Three modern dance classics - Jose Limon
Limón (1908-1972) was a Mexican-American choreographer who continues to be regarded as one of the modern dance world’s seminal creative artists, known for his intense dramatic presence and the theatricality and musicality of his dances. Here for the first time on video are three of his most famous works with the original casts, filmed in their entirety for the CBC in the 1950s.
THE MOOR’S PAVANE (1949) is generally considered to be one of the great masterworks in the modern repertory. In the form of a Renaissance dance, Limón distills the legend of Othello into a taut, one-act human drama with music by Henry Purcell. Joining Limón are his close collaborators Lucas Hoving, Pauline Koner and Betty Jones.
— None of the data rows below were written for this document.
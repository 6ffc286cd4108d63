// src/db/store.rs

use async_trait::async_trait;
use chrono::{DateTime, Utc};
use uuid::Uuid;

use crate::{
    common::error::AppError,
    models::{
        audit::{AuditLog, AuditQuery, NewAuditLog},
        auth::{NewUser, User},
        billing::{Invoice, NewInvoice, PaymentMethod},
        catalog::{NewService, Service},
        crm::{
            Account, Contact, CrmActivity, DealStage, Lead, LeadStatus, NewAccount, NewContact,
            NewCrmActivity, NewDealStage, NewLead, NewOpportunity, NewTask, Opportunity,
            OpportunityStage, Task,
        },
        inquiry::{ContactSubmission, NewContactSubmission},
        support::{
            NewProject, NewSupportTicket, NewTicketMessage, NewTicketStatus, Project, SupportTicket,
            TicketMessage, TicketStatus,
        },
    },
};

// Cada preocupação tem um trait próprio; o Postgres e a memória implementam todos.
// Os `get_*` devolvem `None` quando o id não existe; os updates devolvem `ResourceNotFound`.

#[async_trait]
pub trait UserStore: Send + Sync {
    async fn create_user(&self, new: &NewUser, password_hash: &str) -> Result<User, AppError>;
    async fn get_user(&self, id: Uuid) -> Result<Option<User>, AppError>;
    async fn find_by_username(&self, username: &str) -> Result<Option<User>, AppError>;
    async fn list_users(&self) -> Result<Vec<User>, AppError>;
    async fn touch_last_login(&self, id: Uuid) -> Result<User, AppError>;
}

#[async_trait]
pub trait CrmStore: Send + Sync {
    // --- Leads ---
    async fn create_lead(&self, new: &NewLead) -> Result<Lead, AppError>;
    async fn get_lead(&self, id: Uuid) -> Result<Option<Lead>, AppError>;
    async fn list_leads(&self) -> Result<Vec<Lead>, AppError>;
    async fn update_lead_status(&self, id: Uuid, status: LeadStatus) -> Result<Lead, AppError>;

    // --- Contas ---
    async fn create_account(&self, new: &NewAccount) -> Result<Account, AppError>;
    async fn get_account(&self, id: Uuid) -> Result<Option<Account>, AppError>;
    async fn list_accounts(&self) -> Result<Vec<Account>, AppError>;
    /// Atômico: recusa com `HierarchyCycle` se `parent_id` for a própria conta ou um descendente.
    async fn set_account_parent(&self, id: Uuid, parent_id: Option<Uuid>) -> Result<Account, AppError>;

    // --- Contatos ---
    async fn create_contact(&self, new: &NewContact) -> Result<Contact, AppError>;
    async fn list_contacts(&self, account_id: Option<Uuid>) -> Result<Vec<Contact>, AppError>;

    // --- Oportunidades ---
    async fn create_opportunity(&self, new: &NewOpportunity) -> Result<Opportunity, AppError>;
    async fn get_opportunity(&self, id: Uuid) -> Result<Option<Opportunity>, AppError>;
    async fn list_opportunities(&self) -> Result<Vec<Opportunity>, AppError>;
    async fn update_opportunity_stage(
        &self,
        id: Uuid,
        stage: OpportunityStage,
        stage_id: Option<Uuid>,
        actual_close_date: Option<DateTime<Utc>>,
    ) -> Result<Opportunity, AppError>;

    // --- Tarefas e atividades ---
    async fn create_task(&self, new: &NewTask) -> Result<Task, AppError>;
    async fn list_tasks(&self) -> Result<Vec<Task>, AppError>;
    async fn create_activity(&self, new: &NewCrmActivity) -> Result<CrmActivity, AppError>;
    async fn list_activities(&self) -> Result<Vec<CrmActivity>, AppError>;

    // --- Etapas do funil ---
    async fn create_deal_stage(&self, new: &NewDealStage) -> Result<DealStage, AppError>;
    async fn list_deal_stages(&self) -> Result<Vec<DealStage>, AppError>;
}

#[async_trait]
pub trait SupportStore: Send + Sync {
    async fn create_project(&self, new: &NewProject) -> Result<Project, AppError>;
    async fn list_projects(&self) -> Result<Vec<Project>, AppError>;

    async fn create_ticket_status(&self, new: &NewTicketStatus) -> Result<TicketStatus, AppError>;
    async fn get_ticket_status(&self, id: Uuid) -> Result<Option<TicketStatus>, AppError>;
    async fn list_ticket_statuses(&self) -> Result<Vec<TicketStatus>, AppError>;

    /// `status_name` é o cache já resolvido a partir de `new.status_id`.
    async fn create_ticket(&self, new: &NewSupportTicket, status_name: &str) -> Result<SupportTicket, AppError>;
    async fn get_ticket(&self, id: Uuid) -> Result<Option<SupportTicket>, AppError>;
    async fn list_tickets(&self) -> Result<Vec<SupportTicket>, AppError>;
    async fn update_ticket_status(
        &self,
        id: Uuid,
        status_id: Option<Uuid>,
        status_name: &str,
    ) -> Result<SupportTicket, AppError>;

    async fn create_ticket_message(&self, ticket_id: Uuid, new: &NewTicketMessage) -> Result<TicketMessage, AppError>;
    // Ordem cronológica
    async fn list_ticket_messages(&self, ticket_id: Uuid) -> Result<Vec<TicketMessage>, AppError>;
}

#[async_trait]
pub trait BillingStore: Send + Sync {
    async fn create_invoice(&self, new: &NewInvoice) -> Result<Invoice, AppError>;
    async fn get_invoice(&self, id: Uuid) -> Result<Option<Invoice>, AppError>;
    async fn list_invoices(&self) -> Result<Vec<Invoice>, AppError>;
    async fn mark_invoice_paid(
        &self,
        id: Uuid,
        paid_date: DateTime<Utc>,
        payment_method: Option<PaymentMethod>,
    ) -> Result<Invoice, AppError>;
}

// Somente inserção e leitura
#[async_trait]
pub trait AuditStore: Send + Sync {
    async fn append_audit_log(&self, new: &NewAuditLog) -> Result<AuditLog, AppError>;
    async fn list_audit_logs(&self, query: &AuditQuery) -> Result<Vec<AuditLog>, AppError>;
}

#[async_trait]
pub trait CatalogStore: Send + Sync {
    async fn create_service(&self, new: &NewService) -> Result<Service, AppError>;
    async fn get_service(&self, id: Uuid) -> Result<Option<Service>, AppError>;
    async fn list_services(&self) -> Result<Vec<Service>, AppError>;
}

// Somente inserção e leitura
#[async_trait]
pub trait InquiryStore: Send + Sync {
    async fn create_contact_submission(&self, new: &NewContactSubmission) -> Result<ContactSubmission, AppError>;
    async fn list_contact_submissions(&self) -> Result<Vec<ContactSubmission>, AppError>;
}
THE TRAITOR (1954) was Limón’s response to the McCarthy hearings and the climate of betrayal that haunted the arts and entertainment fields during this period. Against a music score of violence, passion and tenderness (by Gunther Schuller), the tragedy of Judas is portrayed as if it were taking place in modern times.
THE EMPEROR JONES (1956) is based upon the play by Eugene O’Neill wherein a fugitive from a chain gang sets himself up as the ruler of an island domain. He becomes a tyrant, and his mistreated subjects
eventually rebel and hunt him down. For this dance, Limón commissioned a musical score from Heitor Villa-Lobos.